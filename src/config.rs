use crate::constants::*;

const DEFAULT_TICK_MS: u64 = 16;

/// Tunables shared by generation and simulation. `Default` holds the reference values.
#[derive(Clone, Debug, PartialEq)]
pub struct Config {
    pub seed: u64,
    pub start_level: u32,
    pub tick_ms: u64,

    pub room_chance: f64,
    pub min_spawn_distance: f32,
    pub placement_attempts: u32,
    pub repair_passes: u32,
    /// Lets keys and agent spawns share cells with each other.
    pub allow_overlapping_spawns: bool,

    pub player_speed: f32,
    pub agent_speed: f32,
    pub projectile_speed: f32,
    pub projectile_lifetime: u32,
    pub detection_radius: f32,
    pub patrol_interval: u32,
    pub respawn_ticks: u32,
}

impl Default for Config {
    fn default() -> Self {
        Self {
            seed: 0,
            start_level: 1,
            tick_ms: DEFAULT_TICK_MS,
            room_chance: ROOM_CHANCE,
            min_spawn_distance: MIN_SPAWN_DISTANCE_TILES,
            placement_attempts: PLACEMENT_ATTEMPTS,
            repair_passes: REPAIR_PASSES,
            allow_overlapping_spawns: false,
            player_speed: PLAYER_SPEED,
            agent_speed: AGENT_SPEED,
            projectile_speed: PROJECTILE_SPEED,
            projectile_lifetime: PROJECTILE_LIFETIME_TICKS,
            detection_radius: DETECTION_RADIUS,
            patrol_interval: PATROL_INTERVAL_TICKS,
            respawn_ticks: RESPAWN_TICKS,
        }
    }
}

impl Config {
    /// Defaults overridden by `ZOMBIE_MAZE_*` environment variables. Unparsable or out of
    /// range values are ignored.
    pub fn from_env() -> Self {
        Self::from_lookup(|key| std::env::var(key).ok())
    }

    fn from_lookup(lookup: impl Fn(&str) -> Option<String>) -> Self {
        let mut config = Self::default();
        if let Some(seed) = lookup("ZOMBIE_MAZE_SEED").and_then(|v| v.parse::<u64>().ok()) {
            config.seed = seed;
        }
        if let Some(level) = lookup("ZOMBIE_MAZE_LEVEL")
            .and_then(|v| v.parse::<u32>().ok())
            .filter(|v| *v > 0)
        {
            config.start_level = level;
        }
        if let Some(tick_ms) = lookup("ZOMBIE_MAZE_TICK_MS")
            .and_then(|v| v.parse::<u64>().ok())
            .filter(|v| *v > 0)
        {
            config.tick_ms = tick_ms;
        }
        if let Some(chance) = lookup("ZOMBIE_MAZE_ROOM_CHANCE")
            .and_then(|v| v.parse::<f64>().ok())
            .filter(|v| (0.0..=1.0).contains(v))
        {
            config.room_chance = chance;
        }
        config
    }
}
use rand::seq::SliceRandom;
use rand::Rng;

use crate::collision;
use crate::components::{Body, Vec2};
use crate::config::Config;
use crate::grid::{Dir, Grid};

#[derive(Clone, Copy, Debug, PartialEq, Eq, Hash)]
pub enum AgentState {
    Patrol,
    Chase,
    /// Never entered by the controller.
    Idle,
    Respawning,
}

/// A hostile agent. Dying only parks it in `Respawning`; it is never deallocated.
#[derive(Clone, Debug, PartialEq)]
pub struct Agent {
    pub body: Body,
    pub velocity: Vec2,
    state: AgentState,
    health: i32,
    max_health: i32,
    spawn: Vec2,
    patrol_timer: u32,
    respawn_timer: u32,
}

impl Agent {
    pub fn new(spawn: Vec2, max_health: i32) -> Self {
        Self {
            body: Body::tile(spawn),
            velocity: Vec2::ZERO,
            state: AgentState::Patrol,
            health: max_health,
            max_health,
            spawn,
            patrol_timer: 0,
            respawn_timer: 0,
        }
    }

    pub fn state(&self) -> AgentState {
        self.state
    }

    pub fn health(&self) -> i32 {
        self.health
    }

    pub fn max_health(&self) -> i32 {
        self.max_health
    }

    pub fn spawn_position(&self) -> Vec2 {
        self.spawn
    }

    pub fn patrol_timer(&self) -> u32 {
        self.patrol_timer
    }

    pub fn respawn_timer(&self) -> u32 {
        self.respawn_timer
    }

    pub fn is_active(&self) -> bool {
        self.state != AgentState::Respawning
    }

    /// Inactive agents ignore damage.
    pub fn take_damage(&mut self, amount: i32) {
        if !self.is_active() {
            return;
        }
        self.health -= amount;
        if self.health <= 0 {
            self.die();
        }
    }

    fn die(&mut self) {
        self.state = AgentState::Respawning;
        self.respawn_timer = 0;
        self.velocity = Vec2::ZERO;
    }

    fn respawn(&mut self) {
        self.body.position = self.spawn;
        self.health = self.max_health;
        self.state = AgentState::Patrol;
        self.velocity = Vec2::ZERO;
        self.patrol_timer = 0;
        self.respawn_timer = 0;
    }
}

/// Per-tick state machine: move first, then evaluate transitions against the player.
#[derive(Clone, Copy, Debug, PartialEq)]
pub struct AgentController {
    pub detection_radius: f32,
    pub speed: f32,
    pub patrol_interval: u32,
    pub respawn_ticks: u32,
}

impl AgentController {
    pub fn from_config(config: &Config) -> Self {
        Self {
            detection_radius: config.detection_radius,
            speed: config.agent_speed,
            patrol_interval: config.patrol_interval,
            respawn_ticks: config.respawn_ticks,
        }
    }

    /// Advances one agent by one tick. `target` is the centre of the player's box.
    pub fn step(&self, agent: &mut Agent, target: Vec2, grid: &Grid, rng: &mut impl Rng) {
        let before = agent.state;
        match agent.state {
            AgentState::Respawning => {
                agent.respawn_timer += 1;
                if agent.respawn_timer >= self.respawn_ticks {
                    agent.respawn();
                }
            }
            _ if agent.health <= 0 => agent.die(),
            _ => {
                collision::try_move(&mut agent.body, agent.velocity, grid);

                if agent.state == AgentState::Patrol {
                    agent.patrol_timer += 1;
                    if agent.patrol_timer >= self.patrol_interval {
                        agent.patrol_timer = 0;
                        agent.velocity = self.patrol_velocity(&agent.body, grid, rng);
                    }
                }

                let to_target = target - agent.body.aabb().center();
                if to_target.length() <= self.detection_radius {
                    agent.state = AgentState::Chase;
                    agent.velocity = to_target.normalize_or_zero() * self.speed;
                } else if agent.state == AgentState::Chase {
                    agent.state = AgentState::Patrol;
                }
            }
        }
        if agent.state != before {
            tracing::trace!(from = ?before, to = ?agent.state, position = ?agent.body.position, "agent transition");
        }
    }

    /// Random axis-aligned heading whose first step is not blocked; zero if boxed in.
    fn patrol_velocity(&self, body: &Body, grid: &Grid, rng: &mut impl Rng) -> Vec2 {
        let mut dirs = Dir::ALL;
        dirs.shuffle(rng);
        dirs.iter()
            .map(|dir| {
                let (dx, dy) = dir.delta();
                Vec2::new(dx as f32, dy as f32) * self.speed
            })
            .find(|velocity| {
                let next = body.aabb_at(body.position + *velocity);
                !collision::resolve_against_grid(&next, grid)
            })
            .unwrap_or(Vec2::ZERO)
    }
}
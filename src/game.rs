use std::collections::HashSet;

use rand::Rng;

use crate::agent::{Agent, AgentController};
use crate::collision;
use crate::components::{Body, Entity, EntityArena, EntityId, EntityKind, KeyItem, Projectile, Vec2};
use crate::config::Config;
use crate::constants::{CONTACT_PUSH_FACTOR, PROJECTILE_DAMAGE, PROJECTILE_SIZE};
use crate::error::Result;
use crate::grid::Grid;
use crate::level::{generate_level, Level};
use crate::player::Player;

#[derive(Clone, Copy, Debug, PartialEq, Eq)]
pub enum GameState {
    Playing,
    LevelComplete,
}

/// Fixed-tick simulation over one generated level.
pub struct Game {
    config: Config,
    controller: AgentController,
    level: Level,
    arena: EntityArena,
    player: Player,
    state: GameState,
    ticks: u64,
}

impl Game {
    pub fn new(level: Level, config: Config) -> Self {
        let max_health = level.params().max_agent_health();
        let mut arena = EntityArena::new();
        for (kind, position) in level.create_entities() {
            let entity = match kind {
                EntityKind::Wall => Entity::Wall(Body::tile(position)),
                EntityKind::Key => Entity::Key(KeyItem {
                    body: Body::tile(position),
                    active: true,
                }),
                EntityKind::Agent => Entity::Agent(Agent::new(position, max_health)),
                EntityKind::Projectile => continue,
            };
            arena.insert(entity);
        }
        let player = Player::new(level.player_start_position());
        Self {
            controller: AgentController::from_config(&config),
            config,
            level,
            arena,
            player,
            state: GameState::Playing,
            ticks: 0,
        }
    }

    /// Generates the configured start level.
    pub fn start(config: Config, rng: &mut impl Rng) -> Result<Self> {
        let level = generate_level(config.start_level, &config, rng)?;
        Ok(Self::new(level, config))
    }

    /// Swaps in the next level. On failure the current level stays in place.
    pub fn next_level(&mut self, rng: &mut impl Rng) -> Result<()> {
        let level = generate_level(self.level.index() + 1, &self.config, rng)?;
        *self = Self::new(level, self.config.clone());
        Ok(())
    }

    pub fn tick(&mut self, input: Vec2, rng: &mut impl Rng) {
        if self.state != GameState::Playing {
            return;
        }
        self.ticks += 1;

        self.player.apply_input(input, self.config.player_speed);
        self.player.step(self.level.grid());
        self.collect_keys();
        let killed = self.update_projectiles();
        self.update_agents(&killed, rng);
        self.handle_contact();
        self.arena
            .retain(|entity| !matches!(entity, Entity::Projectile(p) if !p.active));

        if self.player.keys() >= self.keys_required() {
            self.state = GameState::LevelComplete;
            tracing::info!(level = self.level.index(), ticks = self.ticks, "level complete");
        }
    }

    /// Spawns a projectile from the player's centre along its facing direction.
    pub fn fire(&mut self) -> Option<EntityId> {
        if self.state != GameState::Playing {
            return None;
        }
        let (dx, dy) = self.player.facing.delta();
        let size = Vec2::new(PROJECTILE_SIZE, PROJECTILE_SIZE);
        let projectile = Projectile {
            body: Body::new(self.player.center() - size * 0.5, size),
            velocity: Vec2::new(dx as f32, dy as f32) * self.config.projectile_speed,
            lifetime: self.config.projectile_lifetime,
            active: true,
        };
        Some(self.arena.insert(Entity::Projectile(projectile)))
    }

    fn collect_keys(&mut self) {
        let player_box = self.player.body.aabb();
        for (_, entity) in self.arena.iter_mut() {
            if let Entity::Key(key) = entity {
                if key.active && collision::resolve_entity_pair(&player_box, &key.body.aabb()) {
                    key.active = false;
                    self.player.collect_key();
                    tracing::debug!(keys = self.player.keys(), "key collected");
                }
            }
        }
    }

    /// Returns the agents killed this tick.
    fn update_projectiles(&mut self) -> HashSet<EntityId> {
        let grid = self.level.grid();
        let mut live = Vec::new();
        for (id, entity) in self.arena.iter_mut() {
            let Entity::Projectile(projectile) = entity else {
                continue;
            };
            projectile.body.position = projectile.body.position + projectile.velocity;
            projectile.lifetime = projectile.lifetime.saturating_sub(1);
            if projectile.lifetime == 0
                || collision::resolve_against_grid(&projectile.body.aabb(), grid)
            {
                projectile.active = false;
            } else {
                live.push((id, projectile.body.aabb()));
            }
        }

        let mut spent = HashSet::new();
        let mut killed = HashSet::new();
        for (agent_id, entity) in self.arena.iter_mut() {
            let Entity::Agent(agent) = entity else {
                continue;
            };
            for (id, aabb) in &live {
                if !agent.is_active() || spent.contains(id) {
                    continue;
                }
                if collision::resolve_entity_pair(aabb, &agent.body.aabb()) {
                    agent.take_damage(PROJECTILE_DAMAGE);
                    spent.insert(*id);
                    if !agent.is_active() {
                        killed.insert(agent_id);
                    }
                }
            }
        }
        for id in spent {
            if let Some(Entity::Projectile(projectile)) = self.arena.get_mut(id) {
                projectile.active = false;
            }
        }
        killed
    }

    /// The respawn countdown starts on the tick after death.
    fn update_agents(&mut self, killed: &HashSet<EntityId>, rng: &mut impl Rng) {
        let grid = self.level.grid();
        let target = self.player.center();
        for (id, entity) in self.arena.iter_mut() {
            match entity {
                Entity::Agent(agent) if !killed.contains(&id) => {
                    self.controller.step(agent, target, grid, rng)
                }
                _ => {}
            }
        }
    }

    /// An agent touching the player shoves it away, subject to wall rollback.
    fn handle_contact(&mut self) {
        let player_box = self.player.body.aabb();
        let shove = self.arena.iter().find_map(|(_, entity)| match entity {
            Entity::Agent(agent)
                if agent.is_active()
                    && collision::resolve_entity_pair(&player_box, &agent.body.aabb()) =>
            {
                let away = self.player.center() - agent.body.aabb().center();
                Some(away.normalize_or_zero() * self.config.player_speed * CONTACT_PUSH_FACTOR)
            }
            _ => None,
        });
        if let Some(delta) = shove {
            self.player.push(delta, self.level.grid());
        }
    }

    pub fn config(&self) -> &Config {
        &self.config
    }

    pub fn level(&self) -> &Level {
        &self.level
    }

    pub fn grid(&self) -> &Grid {
        self.level.grid()
    }

    pub fn arena(&self) -> &EntityArena {
        &self.arena
    }

    pub fn arena_mut(&mut self) -> &mut EntityArena {
        &mut self.arena
    }

    pub fn player(&self) -> &Player {
        &self.player
    }

    pub fn player_mut(&mut self) -> &mut Player {
        &mut self.player
    }

    pub fn state(&self) -> GameState {
        self.state
    }

    pub fn ticks(&self) -> u64 {
        self.ticks
    }

    pub fn keys_required(&self) -> usize {
        self.level.key_count()
    }

    pub fn agents(&self) -> impl Iterator<Item = (EntityId, &Agent)> {
        self.arena.iter().filter_map(|(id, entity)| match entity {
            Entity::Agent(agent) => Some((id, agent)),
            _ => None,
        })
    }

    /// What the render layer draws this tick: active entities only.
    pub fn active_entities(&self) -> Vec<(EntityKind, Vec2)> {
        self.arena
            .iter()
            .filter(|(_, entity)| entity.is_active())
            .map(|(_, entity)| (entity.kind(), entity.body().position))
            .collect()
    }
}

### Task statement
Whenever a line in the material contains the word "facing", copy that line.

### Response area
    /// Spawns a projectile from the player's centre along its facing direction.
        let (dx, dy) = self.player.facing.delta();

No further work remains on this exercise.